Lauri vivía en Francia, y Ramoni en España. Cerca de 1980 ellas empezaron a estudiar la Biblia con los testigos de Jehová. Yo creía que estaban en la misma situación que Felisa y que las estaban engañando. Con el tiempo me hice amiga de una vecina llamada Angelines, que también era Testigo. Muchas veces, ella y su marido me preguntaron si quería aprender de la Biblia. Yo les decía que no me interesaba la religión. Pero ellos notaban que sí me interesaba la Biblia. Por fin, un día les dije que estudiaría con ellos solo si podía usar mi Biblia, una Nácar-Colunga.

POR FIN UNIDAS POR LA BIBLIA

Felisa: Cuando me bauticé en 1973, había unos 70 Testigos en Santander, la capital de Cantabria. En esa provincia hay cientos de pueblos pequeños. Para predicarle a toda la gente, teníamos que hacer largos viajes en autobús. Con el tiempo los hacíamos en coche.

En todos estos años les he dado clases de la Biblia a muchas personas. La mayoría eran católicas, y 11 llegaron a bautizarse. Tuve que ser muy paciente. Al igual que yo, necesitaban tiempo para darse cuenta de que sus creencias estaban equivocadas. Yo sabía que solo la Biblia y el espíritu santo pueden ayudar a alguien a cambiar y a entender la verdad (Hebreos 4:12). Mi esposo fue policía y se bautizó en 1979. Y mi madre empezó a estudiar la Biblia poco antes de morir.

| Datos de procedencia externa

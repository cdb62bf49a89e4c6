use anyhow::{bail, Result};
use clap::Args;
use fitscore::models::{EnduranceCourse, TestType};
use fitscore::services::simulate_estimate;
use rand::{rngs::StdRng, SeedableRng};
use std::path::PathBuf;

use super::evaluate::append_result;
use super::render::{print_json, print_result};
use super::Context;
use crate::config::OutputFormat;

#[derive(Args)]
pub struct SimulateCommand {
    /// Test identifier (vertical_jump, 30m_sprint, shuttle_run, endurance_run)
    test_type: String,

    /// Seed for a reproducible estimate
    #[arg(long)]
    seed: Option<u64>,

    /// Endurance course (800m or 1600m)
    #[arg(long)]
    course: Option<String>,

    /// Append the result to a JSON array file
    #[arg(long)]
    append: Option<PathBuf>,
}

fn parse_course(s: &str) -> Result<EnduranceCourse> {
    match s {
        "800m" | "800" => Ok(EnduranceCourse::M800),
        "1600m" | "1600" => Ok(EnduranceCourse::M1600),
        other => bail!("Unknown endurance course: {}", other),
    }
}

impl SimulateCommand {
    pub fn execute(&self, ctx: &Context) -> Result<()> {
        let test_type: TestType = self.test_type.parse()?;
        let course = self.course.as_deref().map(parse_course).transpose()?;

        let mut rng = match self.seed {
            Some(seed) => StdRng::seed_from_u64(seed),
            None => StdRng::from_entropy(),
        };
        let result = simulate_estimate(&test_type, course, &mut rng)?;

        if let Some(path) = &self.append {
            append_result(path, &result)?;
        }

        match ctx.format {
            OutputFormat::Json => print_json(&result)?,
            OutputFormat::Text => print_result(&result),
        }

        Ok(())
    }
}

#[cfg(test)]
mod tests {
    use super::*;

    #[test]
    fn test_parse_course() {
        assert_eq!(parse_course("800m").unwrap(), EnduranceCourse::M800);
        assert_eq!(parse_course("1600").unwrap(), EnduranceCourse::M1600);
        assert!(parse_course("5k").is_err());
    }
}
use anyhow::Result;
use clap::Parser;
use tracing_subscriber::EnvFilter;

use fitscore_cli::commands::Cli;

fn main() -> Result<()> {
    let cli = Cli::parse();

    // Logs go to stderr so JSON output on stdout stays parseable
    let default_level = if cli.verbose { "debug" } else { "warn" };
    tracing_subscriber::fmt()
        .with_env_filter(
            EnvFilter::try_from_default_env()
                .unwrap_or_else(|_| EnvFilter::new(default_level))
        )
        .with_writer(std::io::stderr)
        .init();

    cli.execute()
}
use anyhow::Result;
use clap::Args;
use colored::Colorize;
use fitscore::models::{FitnessProfile, TestResult};
use fitscore::services::score_aggregator;
use serde::Serialize;
use std::path::PathBuf;

use super::evaluate::read_json;
use super::render::{print_json, rating_label};
use super::Context;
use crate::config::OutputFormat;

#[derive(Args)]
pub struct AggregateCommand {
    /// JSON array of results, e.g. built with `evaluate --append`
    results: PathBuf,
}

#[derive(Serialize)]
struct TestSummary {
    test_type: String,
    score: f64,
    unit: String,
    normalized: f64,
    weight: f64,
    simulated: bool,
}

#[derive(Serialize)]
struct AggregateReport {
    tests: Vec<TestSummary>,
    overall: f64,
}

impl AggregateCommand {
    pub fn execute(&self, ctx: &Context) -> Result<()> {
        let results: Vec<TestResult> = read_json(&self.results)?;

        // Retakes replace earlier attempts at the same test
        let mut profile = FitnessProfile::new();
        for result in results {
            profile.record(result);
        }

        let mut latest: Vec<&TestResult> = profile.results().collect();
        latest.sort_by_key(|r| r.test_type.id().to_string());

        let report = AggregateReport {
            tests: latest
                .iter()
                .map(|r| TestSummary {
                    test_type: r.test_type.id().to_string(),
                    score: r.score,
                    unit: r.unit.clone(),
                    normalized: score_aggregator::normalize(r),
                    weight: score_aggregator::weight(&r.test_type),
                    simulated: r.is_simulated(),
                })
                .collect(),
            overall: profile.overall_score(),
        };

        match ctx.format {
            OutputFormat::Json => print_json(&report)?,
            OutputFormat::Text => {
                println!("{}", "Fitness Profile".bold());
                println!("────────────────────────────────");
                for (summary, result) in report.tests.iter().zip(&latest) {
                    let marker = if summary.simulated { " *" } else { "" };
                    println!(
                        "  {:<22} {:>8} {:<8} {:>6.1}/100  {}{}",
                        result.test_type.display_name(),
                        summary.score,
                        summary.unit,
                        summary.normalized,
                        rating_label(result.rating),
                        marker
                    );
                }
                println!();
                println!("Overall score: {}", format!("{:.1}", report.overall).bold());
                if report.tests.iter().any(|t| t.simulated) {
                    println!("{}", "* simulated estimate, not a measurement".yellow());
                }
            }
        }

        Ok(())
    }
}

Araceli: Cuando comencé a estudiar la Biblia con los Testigos, desconfiaba de ellos. Pero luego dejé de sentirme así porque veía que practicaban lo que predicaban. Mi fe en Jehová y en la Biblia se hizo más fuerte, y me sentía más feliz. Algunos vecinos notaron el cambio y me dijeron: “Araceli, sigue en ese camino que has escogido”.

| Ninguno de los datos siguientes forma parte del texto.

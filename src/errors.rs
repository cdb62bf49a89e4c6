use thiserror::Error;

use crate::models::{BodyLandmark, TestType};

/// Failure raised by an analyzer or evaluator precondition.
///
/// Every variant is scoped to a single evaluation; none of them leave shared
/// state behind, so callers can report the failure and carry on with other
/// tests.
#[derive(Error, Debug, Clone, PartialEq)]
pub enum AnalysisError {
    #[error("Invalid scale: pixels per cm must be positive and finite, got {0}")]
    InvalidScale(f64),
    #[error("Degenerate geometry: {0}")]
    DegenerateGeometry(String),
    #[error("Missing landmark: {0}")]
    MissingLandmark(BodyLandmark),
    #[error("Insufficient trajectory: need at least {required} points, got {actual}")]
    InsufficientTrajectory { required: usize, actual: usize },
    #[error("Calibration missing: no reference object was detected")]
    CalibrationMissing,
    #[error("Implausible track: {0}")]
    ImplausibleTrack(String),
    #[error("Insufficient samples: need at least {required}, got {actual}")]
    InsufficientSamples { required: usize, actual: usize },
    #[error("Unknown test type: {0}")]
    UnknownTestType(String),
    #[error("Event not detected: {0}")]
    EventNotDetected(String),
    #[error("Invalid measurement: {0}")]
    InvalidMeasurement(String),
    #[error("Input mismatch: {0}")]
    InputMismatch(String),
    #[error("Invalid configuration: {0}")]
    InvalidConfig(String),
    #[error("Vision backend error: {0}")]
    Vision(String),
}

/// An evaluator failure, tagged with the test it belongs to.
#[derive(Error, Debug, Clone, PartialEq)]
#[error("{test_type} evaluation failed: {cause}")]
pub struct TestExecutionError {
    pub test_type: TestType,
    #[source]
    pub cause: AnalysisError,
}

impl TestExecutionError {
    pub fn new(test_type: TestType, cause: AnalysisError) -> Self {
        Self { test_type, cause }
    }
}

pub type AnalysisResult<T> = Result<T, AnalysisError>;

#[cfg(test)]
mod tests {
    use super::*;

    #[test]
    fn test_execution_error_message_names_test_and_cause() {
        let err = TestExecutionError::new(
            TestType::SitUps,
            AnalysisError::MissingLandmark(BodyLandmark::LeftKnee),
        );
        assert_eq!(
            err.to_string(),
            "sit_ups evaluation failed: Missing landmark: left_knee"
        );
    }

    #[test]
    fn test_source_is_the_analysis_error() {
        use std::error::Error as _;

        let err = TestExecutionError::new(TestType::Height, AnalysisError::CalibrationMissing);
        let source = err.source().expect("cause should be exposed as source");
        assert_eq!(
            source.to_string(),
            "Calibration missing: no reference object was detected"
        );
    }
}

Recuerdo que yo le decía a Jehová: “Gracias por no darme por perdida y por ofrecerme tantas oportunidades de encontrar el verdadero conocimiento bíblico”. Además, a Felisa le pedí perdón por las cosas que le dije. Desde entonces ya no discutimos, sino que disfrutamos de hablar de la Biblia. Me bauticé en 1989, a los 61 años.

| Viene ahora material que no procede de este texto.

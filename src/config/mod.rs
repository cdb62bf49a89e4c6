// Configuration for the scoring pipeline

pub mod scoring;

pub use scoring::*;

Felisa: Ahora tengo 91 años y estoy viuda. Ya no puedo hacer tanto como antes, pero todavía leo la Biblia todos los días. Y siempre que puedo, voy a las reuniones y salgo a predicar.

Araceli: Me gusta hablarles de Jehová a los curas y a las monjas, quizás porque yo fui monja. He tenido conversaciones muy interesantes con algunos de ellos. Muchos se han quedado con libros y revistas. Recuerdo sobre todo a un cura con el que hablé varias veces. Un día me dijo que estaba de acuerdo con lo que yo le decía. Pero me dijo: “¿Dónde voy yo ahora a mi edad? ¿Qué dirán mis feligreses y mi familia?”. Yo le contesté: “¿Y qué dirá Dios?”. Noté que se puso triste cuando se dio cuenta de que yo tenía razón. Pero creo que no tenía valor para cambiar.

Nunca olvidaré el día en que mi esposo me dijo que quería ir al Salón del Reino conmigo. Tenía más de 80 años cuando fue a su primera reunión, y luego nunca se perdió ninguna. Estudió la Biblia y comenzó a predicar. Tengo muchos recuerdos bonitos de cuando predicábamos juntos. Murió dos meses antes de bautizarse.

Felisa: Cuando empecé a servir a Jehová, mis tres hermanas menores se opusieron. Pero luego ellas también decidieron ser Testigos. Sin duda, esta es una de las mejores cosas que me han pasado en la vida. Ahora podíamos estar juntas y hablar de nuestro amado Dios y de su Palabra, la Biblia. Por fin podíamos adorar juntas a Jehová. *

^ párr. 29 Araceli tiene 87 años, Felisa 91 y Ramoni 83. Las tres siguen sirviendo con entusiasmo a Jehová. Lauri murió fiel a Jehová en 1990.